:: MATERIAL TO PROCESS

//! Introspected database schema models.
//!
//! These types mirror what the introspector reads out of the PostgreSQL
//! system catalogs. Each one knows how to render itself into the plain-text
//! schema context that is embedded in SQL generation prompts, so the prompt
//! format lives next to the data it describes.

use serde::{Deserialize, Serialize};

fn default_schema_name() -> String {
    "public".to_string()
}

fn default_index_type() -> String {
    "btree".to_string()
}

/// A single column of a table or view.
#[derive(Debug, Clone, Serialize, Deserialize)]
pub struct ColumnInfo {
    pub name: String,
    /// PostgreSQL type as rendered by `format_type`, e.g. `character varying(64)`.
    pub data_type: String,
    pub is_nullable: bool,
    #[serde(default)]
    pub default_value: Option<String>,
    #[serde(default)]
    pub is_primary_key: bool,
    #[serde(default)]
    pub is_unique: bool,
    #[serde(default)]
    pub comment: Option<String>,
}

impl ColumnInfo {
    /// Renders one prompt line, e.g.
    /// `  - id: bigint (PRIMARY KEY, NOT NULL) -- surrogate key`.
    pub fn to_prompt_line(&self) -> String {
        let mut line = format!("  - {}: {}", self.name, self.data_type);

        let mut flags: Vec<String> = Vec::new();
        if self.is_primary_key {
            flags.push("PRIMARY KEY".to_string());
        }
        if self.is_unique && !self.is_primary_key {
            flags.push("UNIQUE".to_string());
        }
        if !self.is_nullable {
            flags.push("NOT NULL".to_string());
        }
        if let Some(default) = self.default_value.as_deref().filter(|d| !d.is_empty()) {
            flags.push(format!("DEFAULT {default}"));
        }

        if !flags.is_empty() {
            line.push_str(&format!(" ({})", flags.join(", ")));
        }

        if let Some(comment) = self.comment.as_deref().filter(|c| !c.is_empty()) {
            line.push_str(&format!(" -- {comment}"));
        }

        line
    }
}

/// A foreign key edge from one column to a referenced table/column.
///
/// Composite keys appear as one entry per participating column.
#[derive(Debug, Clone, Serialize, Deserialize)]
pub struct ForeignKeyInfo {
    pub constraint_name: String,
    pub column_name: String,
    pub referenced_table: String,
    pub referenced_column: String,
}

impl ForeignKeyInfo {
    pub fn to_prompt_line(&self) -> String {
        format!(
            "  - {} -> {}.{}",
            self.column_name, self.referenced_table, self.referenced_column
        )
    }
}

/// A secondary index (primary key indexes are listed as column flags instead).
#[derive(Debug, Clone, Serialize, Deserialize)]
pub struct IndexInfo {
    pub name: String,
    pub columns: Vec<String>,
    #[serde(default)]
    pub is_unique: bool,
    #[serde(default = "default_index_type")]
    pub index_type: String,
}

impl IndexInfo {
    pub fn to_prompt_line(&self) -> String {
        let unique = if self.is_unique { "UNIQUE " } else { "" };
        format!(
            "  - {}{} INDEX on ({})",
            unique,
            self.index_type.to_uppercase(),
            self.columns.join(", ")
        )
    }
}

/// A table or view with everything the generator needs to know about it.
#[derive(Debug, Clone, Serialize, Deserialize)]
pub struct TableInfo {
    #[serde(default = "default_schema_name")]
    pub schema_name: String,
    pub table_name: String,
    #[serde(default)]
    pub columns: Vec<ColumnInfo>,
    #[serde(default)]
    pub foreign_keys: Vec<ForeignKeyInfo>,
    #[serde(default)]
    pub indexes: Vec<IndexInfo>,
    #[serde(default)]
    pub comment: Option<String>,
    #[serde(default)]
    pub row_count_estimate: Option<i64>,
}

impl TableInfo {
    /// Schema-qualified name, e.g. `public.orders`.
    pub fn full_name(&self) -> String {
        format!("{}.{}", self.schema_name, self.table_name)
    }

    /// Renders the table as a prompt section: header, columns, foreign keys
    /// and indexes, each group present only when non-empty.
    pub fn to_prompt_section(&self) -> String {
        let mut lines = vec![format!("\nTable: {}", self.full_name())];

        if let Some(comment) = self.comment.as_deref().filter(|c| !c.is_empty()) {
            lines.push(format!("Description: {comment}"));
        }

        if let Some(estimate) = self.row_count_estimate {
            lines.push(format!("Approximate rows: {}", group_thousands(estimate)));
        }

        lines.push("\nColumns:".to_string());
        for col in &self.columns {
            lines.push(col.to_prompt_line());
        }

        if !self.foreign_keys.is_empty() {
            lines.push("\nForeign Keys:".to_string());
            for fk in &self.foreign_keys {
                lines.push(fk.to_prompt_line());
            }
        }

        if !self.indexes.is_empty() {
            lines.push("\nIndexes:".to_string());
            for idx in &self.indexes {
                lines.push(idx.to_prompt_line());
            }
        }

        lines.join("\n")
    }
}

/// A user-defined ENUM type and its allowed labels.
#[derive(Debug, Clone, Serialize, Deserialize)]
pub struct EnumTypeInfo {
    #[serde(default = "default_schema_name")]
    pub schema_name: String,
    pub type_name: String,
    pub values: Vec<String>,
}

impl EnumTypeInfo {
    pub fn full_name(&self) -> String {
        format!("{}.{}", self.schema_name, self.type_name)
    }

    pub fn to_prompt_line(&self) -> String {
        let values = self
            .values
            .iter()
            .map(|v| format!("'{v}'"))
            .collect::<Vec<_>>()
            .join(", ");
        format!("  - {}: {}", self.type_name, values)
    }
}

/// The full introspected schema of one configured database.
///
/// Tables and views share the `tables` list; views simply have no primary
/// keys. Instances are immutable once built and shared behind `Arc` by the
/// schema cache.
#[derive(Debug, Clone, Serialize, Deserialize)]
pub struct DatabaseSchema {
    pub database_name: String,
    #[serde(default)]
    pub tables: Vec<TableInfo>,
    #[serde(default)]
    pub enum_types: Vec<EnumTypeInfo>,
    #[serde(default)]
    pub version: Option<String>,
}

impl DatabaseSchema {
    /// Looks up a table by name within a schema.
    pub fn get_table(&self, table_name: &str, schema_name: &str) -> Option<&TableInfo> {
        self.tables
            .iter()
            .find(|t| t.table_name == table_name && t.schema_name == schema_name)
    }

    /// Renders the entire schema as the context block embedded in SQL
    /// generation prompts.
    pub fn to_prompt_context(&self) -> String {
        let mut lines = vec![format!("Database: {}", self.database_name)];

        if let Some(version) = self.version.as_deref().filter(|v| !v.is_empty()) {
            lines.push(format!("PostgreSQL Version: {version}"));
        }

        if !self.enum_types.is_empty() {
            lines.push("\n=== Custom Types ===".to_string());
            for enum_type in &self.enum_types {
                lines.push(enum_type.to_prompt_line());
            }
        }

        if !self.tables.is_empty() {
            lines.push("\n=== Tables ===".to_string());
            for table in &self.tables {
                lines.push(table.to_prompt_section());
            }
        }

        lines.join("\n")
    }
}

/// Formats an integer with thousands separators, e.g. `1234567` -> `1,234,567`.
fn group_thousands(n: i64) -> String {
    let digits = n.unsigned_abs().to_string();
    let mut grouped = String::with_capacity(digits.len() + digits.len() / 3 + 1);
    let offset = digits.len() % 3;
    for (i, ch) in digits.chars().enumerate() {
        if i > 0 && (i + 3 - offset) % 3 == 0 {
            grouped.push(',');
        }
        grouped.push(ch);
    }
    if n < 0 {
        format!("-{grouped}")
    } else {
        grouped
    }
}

::::

**EXERCISE DESCRIPTION**
From the data above, extract every line in its exact form.

**EXERCISE ANSWER**
//! Introspected database schema models.
//!
//! These types mirror what the introspector reads out of the PostgreSQL
//! system catalogs. Each one knows how to render itself into the plain-text
//! schema context that is embedded in SQL generation prompts, so the prompt
//! format lives next to the data it describes.

use serde::{Deserialize, Serialize};

fn default_schema_name() -> String {
    "public".to_string()
}

fn default_index_type() -> String {
    "btree".to_string()
}

/// A single column of a table or view.
#[derive(Debug, Clone, Serialize, Deserialize)]
pub struct ColumnInfo {
    pub name: String,
    /// PostgreSQL type as rendered by `format_type`, e.g. `character varying(64)`.
    pub data_type: String,
    pub is_nullable: bool,
    #[serde(default)]
    pub default_value: Option<String>,
    #[serde(default)]
    pub is_primary_key: bool,
    #[serde(default)]
    pub is_unique: bool,
    #[serde(default)]
    pub comment: Option<String>,
}

impl ColumnInfo {
    /// Renders one prompt line, e.g.
    /// `  - id: bigint (PRIMARY KEY, NOT NULL) -- surrogate key`.
    pub fn to_prompt_line(&self) -> String {
        let mut line = format!("  - {}: {}", self.name, self.data_type);

        let mut flags: Vec<String> = Vec::new();
        if self.is_primary_key {
            flags.push("PRIMARY KEY".to_string());
        }
        if self.is_unique && !self.is_primary_key {
            flags.push("UNIQUE".to_string());
        }
        if !self.is_nullable {
            flags.push("NOT NULL".to_string());
        }
        if let Some(default) = self.default_value.as_deref().filter(|d| !d.is_empty()) {
            flags.push(format!("DEFAULT {default}"));
        }

        if !flags.is_empty() {
            line.push_str(&format!(" ({})", flags.join(", ")));
        }

        if let Some(comment) = self.comment.as_deref().filter(|c| !c.is_empty()) {
            line.push_str(&format!(" -- {comment}"));
        }

        line
    }
}

/// A foreign key edge from one column to a referenced table/column.
///
/// Composite keys appear as one entry per participating column.
#[derive(Debug, Clone, Serialize, Deserialize)]
pub struct ForeignKeyInfo {
    pub constraint_name: String,
    pub column_name: String,
    pub referenced_table: String,
    pub referenced_column: String,
}

impl ForeignKeyInfo {
    pub fn to_prompt_line(&self) -> String {
        format!(
            "  - {} -> {}.{}",
            self.column_name, self.referenced_table, self.referenced_column
        )
    }
}

/// A secondary index (primary key indexes are listed as column flags instead).
#[derive(Debug, Clone, Serialize, Deserialize)]
pub struct IndexInfo {
    pub name: String,
    pub columns: Vec<String>,
    #[serde(default)]
    pub is_unique: bool,
    #[serde(default = "default_index_type")]
    pub index_type: String,
}

impl IndexInfo {
    pub fn to_prompt_line(&self) -> String {
        let unique = if self.is_unique { "UNIQUE " } else { "" };
        format!(
            "  - {}{} INDEX on ({})",
            unique,
            self.index_type.to_uppercase(),
            self.columns.join(", ")
        )
    }
}

/// A table or view with everything the generator needs to know about it.
#[derive(Debug, Clone, Serialize, Deserialize)]
pub struct TableInfo {
    #[serde(default = "default_schema_name")]
    pub schema_name: String,
    pub table_name: String,
    #[serde(default)]
    pub columns: Vec<ColumnInfo>,
    #[serde(default)]
    pub foreign_keys: Vec<ForeignKeyInfo>,
    #[serde(default)]
    pub indexes: Vec<IndexInfo>,
    #[serde(default)]
    pub comment: Option<String>,
    #[serde(default)]
    pub row_count_estimate: Option<i64>,
}

impl TableInfo {
    /// Schema-qualified name, e.g. `public.orders`.
    pub fn full_name(&self) -> String {
        format!("{}.{}", self.schema_name, self.table_name)
    }

    /// Renders the table as a prompt section: header, columns, foreign keys
    /// and indexes, each group present only when non-empty.
    pub fn to_prompt_section(&self) -> String {
        let mut lines = vec![format!("\nTable: {}", self.full_name())];

        if let Some(comment) = self.comment.as_deref().filter(|c| !c.is_empty()) {
            lines.push(format!("Description: {comment}"));
        }

        if let Some(estimate) = self.row_count_estimate {
            lines.push(format!("Approximate rows: {}", group_thousands(estimate)));
        }

        lines.push("\nColumns:".to_string());
        for col in &self.columns {
            lines.push(col.to_prompt_line());
        }

        if !self.foreign_keys.is_empty() {
            lines.push("\nForeign Keys:".to_string());
            for fk in &self.foreign_keys {
                lines.push(fk.to_prompt_line());
            }
        }

        if !self.indexes.is_empty() {
            lines.push("\nIndexes:".to_string());
            for idx in &self.indexes {
                lines.push(idx.to_prompt_line());
            }
        }

        lines.join("\n")
    }
}

/// A user-defined ENUM type and its allowed labels.
#[derive(Debug, Clone, Serialize, Deserialize)]
pub struct EnumTypeInfo {
    #[serde(default = "default_schema_name")]
    pub schema_name: String,
    pub type_name: String,
    pub values: Vec<String>,
}

impl EnumTypeInfo {
    pub fn full_name(&self) -> String {
        format!("{}.{}", self.schema_name, self.type_name)
    }

    pub fn to_prompt_line(&self) -> String {
        let values = self
            .values
            .iter()
            .map(|v| format!("'{v}'"))
            .collect::<Vec<_>>()
            .join(", ");
        format!("  - {}: {}", self.type_name, values)
    }
}

/// The full introspected schema of one configured database.
///
/// Tables and views share the `tables` list; views simply have no primary
/// keys. Instances are immutable once built and shared behind `Arc` by the
/// schema cache.
#[derive(Debug, Clone, Serialize, Deserialize)]
pub struct DatabaseSchema {
    pub database_name: String,
    #[serde(default)]
    pub tables: Vec<TableInfo>,
    #[serde(default)]
    pub enum_types: Vec<EnumTypeInfo>,
    #[serde(default)]
    pub version: Option<String>,
}

impl DatabaseSchema {
    /// Looks up a table by name within a schema.
    pub fn get_table(&self, table_name: &str, schema_name: &str) -> Option<&TableInfo> {
        self.tables
            .iter()
            .find(|t| t.table_name == table_name && t.schema_name == schema_name)
    }

    /// Renders the entire schema as the context block embedded in SQL
    /// generation prompts.
    pub fn to_prompt_context(&self) -> String {
        let mut lines = vec![format!("Database: {}", self.database_name)];

        if let Some(version) = self.version.as_deref().filter(|v| !v.is_empty()) {
            lines.push(format!("PostgreSQL Version: {version}"));
        }

        if !self.enum_types.is_empty() {
            lines.push("\n=== Custom Types ===".to_string());
            for enum_type in &self.enum_types {
                lines.push(enum_type.to_prompt_line());
            }
        }

        if !self.tables.is_empty() {
            lines.push("\n=== Tables ===".to_string());
            for table in &self.tables {
                lines.push(table.to_prompt_section());
            }
        }

        lines.join("\n")
    }
}

/// Formats an integer with thousands separators, e.g. `1234567` -> `1,234,567`.
fn group_thousands(n: i64) -> String {
    let digits = n.unsigned_abs().to_string();
    let mut grouped = String::with_capacity(digits.len() + digits.len() / 3 + 1);
    let offset = digits.len() % 3;
    for (i, ch) in digits.chars().enumerate() {
        if i > 0 && (i + 3 - offset) % 3 == 0 {
            grouped.push(',');
        }
        grouped.push(ch);
    }
    if n < 0 {
        format!("-{grouped}")
    } else {
        grouped
    }
}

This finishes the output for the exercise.